The South Westerly Monsoon winds have carried me much father into the Pacific than expected and certainly more than is forecast for this time of year. It’s been pretty much perfect sailing conditions for days now, either reaching or running with the wind and Ahyoka gliding through the water. Everything comes to an end though, and today I find myself in the transition zone between the monsoonal winds of Asia and the trade winds of the Pacific, each fighting the other for dominance, causing wind shifts of 180 degrees and hours of calm. When there’s no wind out here the heat of the tropics has nowhere to escape to and nothing to cool it down. It becomes oppressive. Suffocating even. The air conditioning on the boat is temperamental at best and doesn’t work at all when the boat is sailing as air bubbles get caught in the water intake and the pump stalls. With Ahyoka almost stationary I knew the AC should work, but it required me to bleed the lines. A job that necessitated me moving a large amount of my stores and then spending an hour in the bilge. I emerged dripping in sweat and smeared with grime from Victoria Harbour, but the AC was working – Woohoo! What a difference this made. Lee Kwan Yu once famously said that Singapore’s development as a first world nation state wouldn’t have been possible without air conditioning. Anyone who’s spent time with me in the tropics would know that my thick ancestral Scottish blood has never truly acclimatised and that I need my AC just as much as Singapore did. I napped downstairs today in the cool, crisp and luxuriantly dry air, grateful for technology and all it enables.

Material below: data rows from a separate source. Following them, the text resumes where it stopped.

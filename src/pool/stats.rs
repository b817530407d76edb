//! Pool statistics
//!
//! Monotonic counters for connection registration, rejection, acquisition
//! and flushing. These are separate from the advisory error counter,
//! which only callers touch.

use std::sync::atomic::{AtomicUsize, Ordering};

/// Statistics for a pool
#[derive(Debug, Default)]
pub struct PoolStats {
    /// Connections registered as idle
    pub total_registered: AtomicUsize,
    /// Establishment attempts that ended in a rejection
    pub total_rejected: AtomicUsize,
    /// Connections handed to callers
    pub total_acquired: AtomicUsize,
    /// Idle connections closed by a flush
    pub total_flushed: AtomicUsize,
}

impl PoolStats {
    /// Create new pool stats
    pub fn new() -> Self {
        Self::default()
    }

    /// Count a registration
    pub fn record_registered(&self) {
        self.total_registered.fetch_add(1, Ordering::Relaxed);
    }

    /// Count a rejected attempt
    pub fn record_rejected(&self) {
        self.total_rejected.fetch_add(1, Ordering::Relaxed);
    }

    /// Count a handout
    pub fn record_acquired(&self) {
        self.total_acquired.fetch_add(1, Ordering::Relaxed);
    }

    /// Count connections closed by one flush
    pub fn record_flushed(&self, count: usize) {
        self.total_flushed.fetch_add(count, Ordering::Relaxed);
    }

    /// Get current stats snapshot
    pub fn snapshot(&self) -> PoolStatsSnapshot {
        PoolStatsSnapshot {
            total_registered: self.total_registered.load(Ordering::Relaxed),
            total_rejected: self.total_rejected.load(Ordering::Relaxed),
            total_acquired: self.total_acquired.load(Ordering::Relaxed),
            total_flushed: self.total_flushed.load(Ordering::Relaxed),
        }
    }
}

/// Snapshot of pool statistics
#[derive(Debug, Clone, Copy, Default, PartialEq, Eq)]
pub struct PoolStatsSnapshot {
    pub total_registered: usize,
    pub total_rejected: usize,
    pub total_acquired: usize,
    pub total_flushed: usize,
}
//! Self-signed TLS credentials for listening pools
//!
//! Generates a fresh ECDSA P-256 key pair and a one-year self-signed
//! certificate, and turns them into a rustls server configuration.

use crate::error::{PoolError, Result};
use rand::rngs::OsRng;
use rand::RngCore;
use rcgen::{
    CertificateParams, DnType, ExtendedKeyUsagePurpose, KeyPair, KeyUsagePurpose, SerialNumber,
};
use std::sync::Arc;
use time::{Duration, OffsetDateTime};
use tokio_rustls::rustls::crypto;
use tokio_rustls::rustls::pki_types::{CertificateDer, PrivateKeyDer, PrivatePkcs8KeyDer};
use tokio_rustls::rustls::ServerConfig;

/// Certificate validity period
const VALIDITY: Duration = Duration::days(365);

/// A generated certificate with its private key
pub struct SelfSignedCert {
    cert_der: CertificateDer<'static>,
    cert_pem: String,
    key_der: Vec<u8>,
}

impl std::fmt::Debug for SelfSignedCert {
    fn fmt(&self, f: &mut std::fmt::Formatter<'_>) -> std::fmt::Result {
        f.debug_struct("SelfSignedCert")
            .field("cert_len", &self.cert_der.len())
            .finish_non_exhaustive()
    }
}

impl SelfSignedCert {
    /// Generate a credential for `name`
    ///
    /// `name` becomes the subject organization and the only DNS subject
    /// alternative name, so verifying clients must dial with that hostname.
    pub fn generate(name: &str) -> Result<Self> {
        let key_pair = KeyPair::generate_for(&rcgen::PKCS_ECDSA_P256_SHA256).map_err(cert_error)?;

        let mut params = CertificateParams::new(vec![name.to_string()]).map_err(cert_error)?;
        params
            .distinguished_name
            .push(DnType::OrganizationName, name);
        params.serial_number = Some(random_serial());

        let now = OffsetDateTime::now_utc();
        params.not_before = now;
        params.not_after = now + VALIDITY;
        params.key_usages = vec![
            KeyUsagePurpose::KeyEncipherment,
            KeyUsagePurpose::DigitalSignature,
        ];
        params.extended_key_usages = vec![ExtendedKeyUsagePurpose::ServerAuth];

        let cert = params.self_signed(&key_pair).map_err(cert_error)?;

        Ok(SelfSignedCert {
            cert_der: cert.der().clone(),
            cert_pem: cert.pem(),
            key_der: key_pair.serialize_der(),
        })
    }

    /// DER-encoded certificate
    pub fn cert_der(&self) -> &CertificateDer<'static> {
        &self.cert_der
    }

    /// PEM-encoded certificate, suitable as a client trust anchor
    pub fn cert_pem(&self) -> &str {
        &self.cert_pem
    }

    /// Build a server configuration presenting this certificate
    pub fn server_config(&self) -> Result<Arc<ServerConfig>> {
        let key = PrivateKeyDer::Pkcs8(PrivatePkcs8KeyDer::from(self.key_der.clone()));
        let provider = Arc::new(crypto::ring::default_provider());

        let config = ServerConfig::builder_with_provider(provider)
            .with_safe_default_protocol_versions()
            .map_err(|e| PoolError::Config(format!("TLS setup failed: {}", e)))?
            .with_no_client_auth()
            .with_single_cert(vec![self.cert_der.clone()], key)
            .map_err(|e| PoolError::Config(format!("Invalid certificate: {}", e)))?;

        Ok(Arc::new(config))
    }
}

/// Positive 128-bit random serial number
fn random_serial() -> SerialNumber {
    let mut bytes = [0u8; 16];
    OsRng.fill_bytes(&mut bytes);
    bytes[0] &= 0x7f;
    SerialNumber::from_slice(&bytes)
}

fn cert_error(e: rcgen::Error) -> PoolError {
    PoolError::Config(format!("Certificate generation failed: {}", e))
}

#[cfg(test)]
mod tests {
    use super::*;

    #[test]
    fn test_generate_cert() {
        let cert = SelfSignedCert::generate("linkpool").unwrap();
        assert!(!cert.cert_der().is_empty());
        assert!(cert.cert_pem().starts_with("-----BEGIN CERTIFICATE-----"));
    }

    #[test]
    fn test_generated_certs_differ() {
        let a = SelfSignedCert::generate("linkpool").unwrap();
        let b = SelfSignedCert::generate("linkpool").unwrap();
        assert_ne!(a.cert_der(), b.cert_der());
    }

    #[test]
    fn test_server_config() {
        let cert = SelfSignedCert::generate("localhost").unwrap();
        assert!(cert.server_config().is_ok());
    }

    #[test]
    fn test_random_serial_is_positive() {
        for _ in 0..16 {
            let bytes = random_serial().to_bytes();
            assert_eq!(bytes.len(), 16);
            assert!(bytes[0] < 0x80);
        }
    }
}
//! Create-task modal
//!
//! Fields: Name (required), Description, and a multi-line YAML editor.
//! Inside the editor `Tab` indents; focus moves with `Shift+Tab`,
//! `Ctrl+N` and `Ctrl+P`.

use crate::editor::YamlEditor;
use crate::views::CreateTaskForm;
use crossterm::event::{KeyCode, KeyEvent, KeyModifiers};
use ratatui::{
    prelude::*,
    layout::{Constraint, Direction, Layout, Rect},
    widgets::{Block, Borders, Clear, Paragraph, Wrap},
};

/// Focusable parts of the modal
#[derive(Debug, Clone, Copy, PartialEq, Eq)]
pub enum ModalFocus {
    Name,
    Description,
    Yaml,
    Submit,
}

impl ModalFocus {
    fn next(self) -> Self {
        match self {
            Self::Name => Self::Description,
            Self::Description => Self::Yaml,
            Self::Yaml => Self::Submit,
            Self::Submit => Self::Name,
        }
    }

    fn prev(self) -> Self {
        match self {
            Self::Name => Self::Submit,
            Self::Description => Self::Name,
            Self::Yaml => Self::Description,
            Self::Submit => Self::Yaml,
        }
    }
}

/// What the caller should do after a key press
#[derive(Debug, Clone, Copy, PartialEq, Eq)]
pub enum ModalAction {
    None,
    Submit,
    Cancel,
}

/// Single-line text input with a character cursor
#[derive(Debug, Clone, Default)]
struct LineInput {
    cursor: usize,
}

impl LineInput {
    fn byte_offset(value: &str, cursor: usize) -> usize {
        value.char_indices().nth(cursor).map(|(i, _)| i).unwrap_or(value.len())
    }

    fn insert(&mut self, value: &mut String, c: char) {
        value.insert(Self::byte_offset(value, self.cursor), c);
        self.cursor += 1;
    }

    fn backspace(&mut self, value: &mut String) {
        if self.cursor > 0 {
            self.cursor -= 1;
            value.remove(Self::byte_offset(value, self.cursor));
        }
    }

    fn left(&mut self) {
        self.cursor = self.cursor.saturating_sub(1);
    }

    fn right(&mut self, value: &str) {
        self.cursor = (self.cursor + 1).min(value.chars().count());
    }

    fn display(&self, value: &str, focused: bool) -> String {
        if !focused {
            return value.to_string();
        }
        let mut text = String::new();
        for (i, c) in value.chars().enumerate() {
            if i == self.cursor {
                text.push('│');
            }
            text.push(c);
        }
        if self.cursor >= value.chars().count() {
            text.push('│');
        }
        text
    }
}

/// State of the open modal
#[derive(Debug, Clone)]
pub struct CreateTaskModal {
    pub form: CreateTaskForm,
    pub focus: ModalFocus,
    name_input: LineInput,
    description_input: LineInput,
}

impl Default for CreateTaskModal {
    fn default() -> Self {
        Self::new()
    }
}

impl CreateTaskModal {
    pub fn new() -> Self {
        Self {
            form: CreateTaskForm::new(),
            focus: ModalFocus::Name,
            name_input: LineInput::default(),
            description_input: LineInput::default(),
        }
    }

    pub fn yaml(&self) -> &YamlEditor {
        &self.form.yaml
    }

    pub fn submit_enabled(&self) -> bool {
        self.form.can_submit()
    }

    pub fn handle_key(&mut self, key: KeyEvent) -> ModalAction {
        let ctrl = key.modifiers.contains(KeyModifiers::CONTROL);

        match key.code {
            KeyCode::Esc => return ModalAction::Cancel,
            KeyCode::BackTab => {
                self.focus = self.focus.prev();
                return ModalAction::None;
            }
            KeyCode::Char('n') if ctrl => {
                self.focus = self.focus.next();
                return ModalAction::None;
            }
            KeyCode::Char('p') if ctrl => {
                self.focus = self.focus.prev();
                return ModalAction::None;
            }
            KeyCode::Char('s') if ctrl => {
                return if self.submit_enabled() {
                    ModalAction::Submit
                } else {
                    ModalAction::None
                };
            }
            _ => {}
        }

        match self.focus {
            ModalFocus::Name => self.edit_line(key, true),
            ModalFocus::Description => self.edit_line(key, false),
            ModalFocus::Yaml => self.edit_yaml(key),
            ModalFocus::Submit => {
                if key.code == KeyCode::Enter && self.submit_enabled() {
                    return ModalAction::Submit;
                }
                if key.code == KeyCode::Tab {
                    self.focus = self.focus.next();
                }
            }
        }
        ModalAction::None
    }

    fn edit_line(&mut self, key: KeyEvent, name: bool) {
        let (input, value) = if name {
            (&mut self.name_input, &mut self.form.name)
        } else {
            (&mut self.description_input, &mut self.form.description)
        };
        match key.code {
            KeyCode::Char(c) if !key.modifiers.contains(KeyModifiers::CONTROL) => input.insert(value, c),
            KeyCode::Backspace => input.backspace(value),
            KeyCode::Left => input.left(),
            KeyCode::Right => input.right(value),
            KeyCode::Tab | KeyCode::Enter | KeyCode::Down => self.focus = self.focus.next(),
            KeyCode::Up => self.focus = self.focus.prev(),
            _ => {}
        }
    }

    fn edit_yaml(&mut self, key: KeyEvent) {
        let editor = &mut self.form.yaml;
        match key.code {
            KeyCode::Tab => editor.insert_tab(),
            KeyCode::Enter => editor.insert_newline(),
            KeyCode::Char(c) if !key.modifiers.contains(KeyModifiers::CONTROL) => editor.insert_char(c),
            KeyCode::Backspace => editor.backspace(),
            KeyCode::Delete => editor.delete(),
            KeyCode::Left => editor.move_left(),
            KeyCode::Right => editor.move_right(),
            KeyCode::Up => editor.move_up(),
            KeyCode::Down => editor.move_down(),
            KeyCode::Home => editor.move_home(),
            KeyCode::End => editor.move_end(),
            _ => {}
        }
    }
}

fn field_style(focused: bool) -> Style {
    if focused {
        Style::default().fg(Color::Cyan).bold()
    } else {
        Style::default().fg(Color::White)
    }
}

/// Render the modal centered over `area`
pub fn render_create_modal(f: &mut Frame, modal: &CreateTaskModal, area: Rect) {
    let width = area.width.saturating_sub(8).min(90);
    let height = area.height.saturating_sub(4).min(30);
    let modal_area = Rect {
        x: area.x + (area.width.saturating_sub(width)) / 2,
        y: area.y + (area.height.saturating_sub(height)) / 2,
        width,
        height,
    };

    f.render_widget(Clear, modal_area);
    let block = Block::default()
        .title("✎ New task")
        .borders(Borders::ALL)
        .style(Style::default().fg(Color::Cyan));
    let inner = block.inner(modal_area);
    f.render_widget(block, modal_area);

    let warning = modal.form.yaml_warning();
    let chunks = Layout::default()
        .direction(Direction::Vertical)
        .constraints([
            Constraint::Length(3),
            Constraint::Length(3),
            Constraint::Min(5),
            Constraint::Length(if warning.is_some() { 2 } else { 0 }),
            Constraint::Length(1),
            Constraint::Length(1),
        ])
        .split(inner);

    let name_focused = modal.focus == ModalFocus::Name;
    let name = Paragraph::new(modal.name_input.display(&modal.form.name, name_focused)).block(
        Block::default()
            .title("Name *")
            .borders(Borders::ALL)
            .style(field_style(name_focused)),
    );
    f.render_widget(name, chunks[0]);

    let description_focused = modal.focus == ModalFocus::Description;
    let description = Paragraph::new(
        modal
            .description_input
            .display(&modal.form.description, description_focused),
    )
    .block(
        Block::default()
            .title("Description")
            .borders(Borders::ALL)
            .style(field_style(description_focused)),
    );
    f.render_widget(description, chunks[1]);

    render_yaml_editor(f, modal, chunks[2]);

    if let Some(warning) = warning {
        let text = Paragraph::new(format!("⚠ YAML: {}", warning))
            .style(Style::default().fg(Color::Yellow))
            .wrap(Wrap { trim: true });
        f.render_widget(text, chunks[3]);
    }

    let submit_style = if !modal.submit_enabled() {
        Style::default().fg(Color::DarkGray)
    } else if modal.focus == ModalFocus::Submit {
        Style::default().bg(Color::Cyan).fg(Color::Black).bold()
    } else {
        Style::default().fg(Color::White).bold()
    };
    let buttons = Paragraph::new(Line::from(vec![
        Span::styled("[ Create ]", submit_style),
        Span::raw("   "),
        Span::styled("[ Cancel: Esc ]", Style::default().fg(Color::White)),
    ]))
    .alignment(Alignment::Center);
    f.render_widget(buttons, chunks[4]);

    let help = Paragraph::new("Tab indents in YAML · Shift+Tab / Ctrl+N / Ctrl+P move focus · Ctrl+S create")
        .style(Style::default().fg(Color::DarkGray))
        .alignment(Alignment::Center);
    f.render_widget(help, chunks[5]);
}

fn render_yaml_editor(f: &mut Frame, modal: &CreateTaskModal, area: Rect) {
    let focused = modal.focus == ModalFocus::Yaml;
    let editor = modal.yaml();
    let (cursor_line, cursor_col) = editor.line_col();
    let visible = area.height.saturating_sub(2) as usize;
    let skip = if visible > 0 && cursor_line >= visible { cursor_line + 1 - visible } else { 0 };

    let lines: Vec<Line> = editor
        .lines()
        .enumerate()
        .skip(skip)
        .take(visible)
        .map(|(idx, line)| {
            if focused && idx == cursor_line {
                let split = line.char_indices().nth(cursor_col).map(|(i, _)| i).unwrap_or(line.len());
                Line::from(format!("{}│{}", &line[..split], &line[split..]))
            } else {
                Line::from(line.to_string())
            }
        })
        .collect();

    let paragraph = Paragraph::new(lines).block(
        Block::default()
            .title("YAML test case")
            .borders(Borders::ALL)
            .style(field_style(focused)),
    );
    f.render_widget(paragraph, area);
}
//! Error types for the Forge dashboard
//!
//! Provides a unified error type for API calls, configuration and the
//! client-side checks done by the view models.

use thiserror::Error;

/// Result type alias for dashboard operations
pub type Result<T> = std::result::Result<T, ForgeError>;

/// Main error type for dashboard operations
#[derive(Debug, Error)]
pub enum ForgeError {
    /// No response from the backend (connect, timeout, decode)
    #[error("Transport error: {0}")]
    Transport(#[from] reqwest::Error),

    /// Backend answered with a non-success status
    #[error("HTTP {status}: {body}")]
    Http { status: u16, body: String },

    /// The local cache has no record for the key
    #[error("Not found: {0}")]
    NotFound(String),

    /// Rejected on the client before any request was made
    #[error("Validation error: {0}")]
    Validation(String),

    /// Configuration error
    #[error("Configuration error: {0}")]
    Config(String),

    /// IO error
    #[error("IO error: {0}")]
    Io(#[from] std::io::Error),

    /// JSON serialization/deserialization error
    #[error("Serialization error: {0}")]
    Serde(#[from] serde_json::Error),

    /// YAML parse error
    #[error("YAML error: {0}")]
    Yaml(#[from] serde_yaml::Error),

    /// Generic error with message
    #[error("{0}")]
    Other(String),
}

impl ForgeError {
    /// Backend reported 404 for the requested resource
    pub fn is_not_found(&self) -> bool {
        matches!(self, Self::Http { status: 404, .. })
    }

    /// Failure happened before a response was received
    pub fn is_transport(&self) -> bool {
        matches!(self, Self::Transport(_))
    }
}

impl From<String> for ForgeError {
    fn from(msg: String) -> Self {
        Self::Other(msg)
    }
}

impl From<&str> for ForgeError {
    fn from(msg: &str) -> Self {
        Self::Other(msg.to_string())
    }
}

As the sun slowly started its afternoon descent, I moved to the shade of the bow. My favourite spot and time of day to read. Having finished Moitessier, I’ve now shifted gears to Barbarian Days – A surfing Life, by Willian Finnegan. Reading this surrounding by waves and water seems fitting.
The afternoon light was filled with deep golden hues. There were no clouds on the horizon, so the sky was able to display the full spectrum of oranges, reds and yellows a truly great sunset imbues. As I sat there, Neil Young’s Harvest Moon came on. A beautiful track which always reminds me of Mel and our relationship. At that very moment, 50 m off the port bow I see my old pal, my spirit guide, my dolphin. This time he wasn’t alone. He brought his family with him for this encounter. The one that cemented our bond. His message was as clear as it was powerful. He seemed to say, “I see you. We see you. And we know why you came. Why you truly came. You’re safe now, my brother. Its time. It’s time to grieve.”
And he was right. It was time.
I’d been holding in my pain and my sadness for too long. It was time to accept my marriage, my beautiful, wonderful marriage to my sweetheart was over.
My tears came from somewhere deep inside. From a place I didn’t know existed. It felt as deep as the ocean I was surrounded by. As far away as the stars I gaze at each night. As expansive as the horizon that surrounds me.
I cried for a future that is lost forever.
I cried for the pain I’ve put Mel through.
I cried for losing my best friend.
I cried for not being the husband I’d hoped to be.
I cried for the way our business partnership was left.
I cried for Axel and for not being able to do enough to save him.
I cried for dreams that would never be fulfilled.
I cried for Loky and Naryth, who so desperately need a stable and secure childhood, but who are now just more divorce statistics.
I cried for the love that I’ll never get back.
But most of all I cried for Mel. Pure, kind, gorgeous, caring Mellie. Goodbye my love.
It took a long time for the darkness of the night to take hold. The sun seemed to be hanging on and giving light to the ocean, to me, for far longer than happened on previous nights. I found the warmth of the sun comforting, but I was also ready for the cool, dark night to take hold. I was sad, but I was also strong. I said goodbye to my dear friend the Sun. Thanked my Spirit Guide for reminding me why I came and sank into the cushions, allowing the dark evening shawl to be draped around my shoulders. This was why I came. To grieve, but also to grow. I sat there listening to the lessons of the sea for hours, surrendering to grief and embracing sadness.
I specifically didn’t enable the comments section on the blog as the internet is so full of hate and I didn’t want my journey to be polluted by trolls. However, Lachie convinced me to turn it on and promised that he’d vigilantly police any nastiness.
All is ask is your comments, like this blog, are kind, honest and from the heart.